Может быть, об этом же думал Джордж Гиссинг, наследник диккенсовского восприятия города, восклицая: «Ночной Лондон — вот зрелище! Рим в сравнении с ним ничто». Присутствие прошлого — или мертвых — вот что придает картинам ночного Лондона особую силу и остроту. Из городов мира Лондон, кажется, наиболее тесно населен своими умершими и громче всех отзывается на шаги минувших поколений. При этом физическая ткань старого города отнюдь не осталась неповрежденной. Гиссинговское сравнение с Римом здесь уместно: в «вечном городе» сохранилось так много руин былого величия, что духу прошлого не хватает пространства для цветения. Лондонское же прошлое — род скрытой, но плодоносной памяти, где можно скорее ощутить, чем увидеть воочию присутствие прежних поколений. Лондон — город отзвуков, богатый тенями, и когда ему, как не ночью, являть свое естество?

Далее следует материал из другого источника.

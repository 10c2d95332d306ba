use serde::{Deserialize, Serialize};

use crate::filter::FilterCriteria;
use crate::format::{PLACEHOLDER, format_timestamp};
use crate::operation::OperationRecord;
use crate::pagination::{PageSize, paginate, total_pages};

/// Token identifying one outstanding analysis request.
///
/// Results installed with a token older than the latest issued one are
/// discarded, so an overlapping request can never overwrite a newer result.
#[derive(Debug, Clone, Copy, PartialEq, Eq, Serialize, Deserialize)]
pub struct RequestToken(u64);

/// Timeline state machine: the immutable original collection, the filtered
/// working selection, and the derived pagination state.
///
/// The working selection is a list of indices into the original collection,
/// which makes the subset-by-selection invariant structural: filtering can
/// only ever pick existing records and cannot reorder them.
#[derive(Debug, Clone)]
pub struct TimelineState {
    original: Vec<OperationRecord>,
    working: Vec<usize>,
    criteria: FilterCriteria,
    page_size: PageSize,
    page: usize,
    latest_request: u64,
}

impl TimelineState {
    /// Creates an empty timeline with the given page size.
    #[must_use]
    pub fn new(page_size: PageSize) -> Self {
        Self {
            original: Vec::new(),
            working: Vec::new(),
            criteria: FilterCriteria::default(),
            page_size,
            page: 1,
            latest_request: 0,
        }
    }

    /// Creates a timeline directly over a result set, with default paging.
    #[must_use]
    pub fn with_records(records: Vec<OperationRecord>) -> Self {
        let mut state = Self::new(PageSize::default());
        let token = state.begin_request();
        state.install(token, records);
        state
    }

    /// Registers a new outstanding analysis request and returns its token.
    pub fn begin_request(&mut self) -> RequestToken {
        self.latest_request += 1;
        RequestToken(self.latest_request)
    }

    /// Installs an analysis result, replacing all prior state wholesale.
    ///
    /// Records are ordered timestamp-descending on arrival (absent timestamps
    /// sort last); later filter passes preserve that order. Returns `false`
    /// and leaves the state untouched when the token is stale.
    pub fn install(&mut self, token: RequestToken, mut records: Vec<OperationRecord>) -> bool {
        if token.0 != self.latest_request {
            return false;
        }

        records.sort_by(|left, right| right.timestamp.cmp(&left.timestamp));

        self.original = records;
        self.criteria = FilterCriteria::default();
        self.working = (0..self.original.len()).collect();
        self.page = 1;
        true
    }

    /// Applies filter criteria over the original collection and resets to
    /// page one of the new working selection.
    pub fn apply_criteria(&mut self, criteria: FilterCriteria) {
        self.working = self
            .original
            .iter()
            .enumerate()
            .filter(|(_, record)| criteria.matches(record))
            .map(|(index, _)| index)
            .collect();
        self.criteria = criteria;
        self.page = 1;
    }

    /// Clears all criteria, restoring the full original collection.
    pub fn reset_criteria(&mut self) {
        self.apply_criteria(FilterCriteria::default());
    }

    /// Changes the page size and restarts from page one of the current
    /// working selection (filtered or not), never of the original.
    pub fn set_page_size(&mut self, page_size: PageSize) {
        self.page_size = page_size;
        self.page = 1;
    }

    /// Jumps to a page, clamped to the valid range.
    pub fn set_page(&mut self, page: usize) {
        self.page = page.clamp(1, self.total_pages());
    }

    /// Advances one page; a no-op on the last page.
    pub fn next_page(&mut self) {
        if self.page < self.total_pages() {
            self.page += 1;
        }
    }

    /// Goes back one page; a no-op on the first page.
    pub fn previous_page(&mut self) {
        if self.page > 1 {
            self.page -= 1;
        }
    }

    /// Returns the active criteria.
    #[must_use]
    pub fn criteria(&self) -> &FilterCriteria {
        &self.criteria
    }

    /// Returns the current page number.
    #[must_use]
    pub fn page(&self) -> usize {
        self.page
    }

    /// Returns the total page count of the working selection.
    #[must_use]
    pub fn total_pages(&self) -> usize {
        total_pages(self.working.len(), self.page_size)
    }

    /// Returns the working selection size.
    #[must_use]
    pub fn working_len(&self) -> usize {
        self.working.len()
    }

    /// Recovers a record by its stable index into the original collection.
    #[must_use]
    pub fn record_at(&self, record_index: usize) -> Option<&OperationRecord> {
        self.original.get(record_index)
    }

    /// Builds the current page's view model from scratch.
    #[must_use]
    pub fn view(&self) -> TimelineView {
        let window = paginate(&self.working, self.page_size, self.page);

        let rows = window
            .items
            .iter()
            .filter_map(|&record_index| {
                self.original
                    .get(record_index)
                    .map(|record| TimelineRow::project(record_index, record))
            })
            .collect();

        TimelineView {
            rows,
            page: window.page,
            total_pages: window.total_pages,
            total_records: self.working.len(),
            page_label: format!("Page {} / {}", window.page, window.total_pages),
            previous_enabled: window.page > 1,
            next_enabled: window.page < window.total_pages,
            is_empty: self.working.is_empty(),
        }
    }
}

/// One rendered timeline table row.
#[derive(Debug, Clone, PartialEq, Eq, Serialize, Deserialize)]
pub struct TimelineRow {
    /// Stable index into the original collection; enough identity for the
    /// detail projection to recover the record without replaying filters.
    pub record_index: usize,
    /// Formatted event time, `-` when absent.
    pub timestamp_label: String,
    /// Operation badge text.
    pub operation_label: String,
    /// Subject, falling back to the folder path, then `-`.
    pub display_label: String,
    /// Hover title (the untruncated subject, possibly empty).
    pub hover_title: String,
    /// Acting user, `-` when absent.
    pub user_label: String,
}

impl TimelineRow {
    fn project(record_index: usize, record: &OperationRecord) -> Self {
        let subject = record.subject.as_deref().filter(|text| !text.is_empty());
        let folder = record.folder.as_deref().filter(|text| !text.is_empty());

        Self {
            record_index,
            timestamp_label: format_timestamp(record.timestamp.as_ref()),
            operation_label: if record.operation.is_empty() {
                PLACEHOLDER.to_owned()
            } else {
                record.operation.clone()
            },
            display_label: subject.or(folder).unwrap_or(PLACEHOLDER).to_owned(),
            hover_title: subject.unwrap_or_default().to_owned(),
            user_label: record.user.as_deref().unwrap_or(PLACEHOLDER).to_owned(),
        }
    }
}

/// Complete view model of the timeline table and its pagination control.
#[derive(Debug, Clone, PartialEq, Eq, Serialize, Deserialize)]
pub struct TimelineView {
    /// Rows of the current page.
    pub rows: Vec<TimelineRow>,
    /// Current page, in `[1, total_pages]`.
    pub page: usize,
    /// Total page count (at least one).
    pub total_pages: usize,
    /// Working selection size after filtering.
    pub total_records: usize,
    /// Pagination label, e.g. `Page 2 / 5`.
    pub page_label: String,
    /// Whether the previous control is clickable.
    pub previous_enabled: bool,
    /// Whether the next control is clickable.
    pub next_enabled: bool,
    /// Whether the working selection is empty and the table should show its
    /// explicit "Aucune donnée" row instead.
    pub is_empty: bool,
}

Чарлз Мэнби Смит, еще один любитель ночных блужданий в середине XIX века, заметил в эссе «Двадцать четыре часа лондонских улиц», что малейший звук громко отдается от громадных жилых и общественных зданий и что его собственные шаги рождают такое эхо, словно «тебя сопровождает какой-то невидимый спутник». Он слышал тишину среди стен старого Сити — тишину тем более пугающую и давящую, что она наступала после «гулкого, рокочущего, похожего на прибой» дневного шума.
Это знаменует глубокую перемену в городской жизни, распространявшейся с годами все дальше за пределы древнего Сити: место, самое густонаселенное днем, становилось самым безлюдным с приходом ночи. В Сити уже тогда мало кто жил — и еще меньше людей живет там сейчас, в начале XXI века. Население неуклонно покидало былые центры проживания ради периферии. Это главная причина относительной тишины и спокойствия в Лондоне на протяжении последнего столетия.
Предвосхищая позднейшие состояния лондонской среды и атмосферы, вышеназванный пешеход середины XIX века описывает «бесконечные вереницы погруженных в безмолвие улиц, отчетливо размеченные длинными упорядоченными рядами фонарей по обе стороны мостовой». Это взгляд на город как на бесчеловечное, механическое образование. «Трудно представить себе зрелище, которое столь же явственно указывало бы на исполинский размер этой непомерно разросшейся столицы. Мертвая немота, которой охвачены эти длинные пустые авеню, устрашает ум и заставляет воображение пешехода блуждать, забираясь все дальше и дальше». Так ночной Лондон становится городом мертвых; безмолвие XIX века продолжалось в XX и продолжается в XXI столетии.
В «Лондонских ночах», опубликованных в 1925 году, говорится, что «ночью сильнее, чем днем, ощущается власть прошлого»; идя туннелем под Темзой, «вы испытываете такое же чувство, с каким тысячелетия спустя осматривали бы гробницы погребенного Лондона». В этом смысле Лондон становится бесконечным городом: «Лондон — все города, какие были и будут». В беспредельности своих пространств он выявляет подлинную природу человеческого сообщества. Вот почему по ночам лучше других видимы те горожане, у кого нет жилья. «Зимними ночами в какие только дыры, в какие углы не забиваются бездомные, чтобы отоспаться! Убежищами им служат развалины полуразрушенных домов, спускающиеся с виадуков лестницы, закутки Блэкуоллского туннеля, ниши массивных зданий, паперти церквей». За прошедшие годы в этом отношении ничего не изменилось. Главным местом сбора бездомных как была, так и остается набережная Виктории, несмотря на весь холод и всю сырость, идущие от Темзы. Можно подумать — ночью им слышится некий зов реки.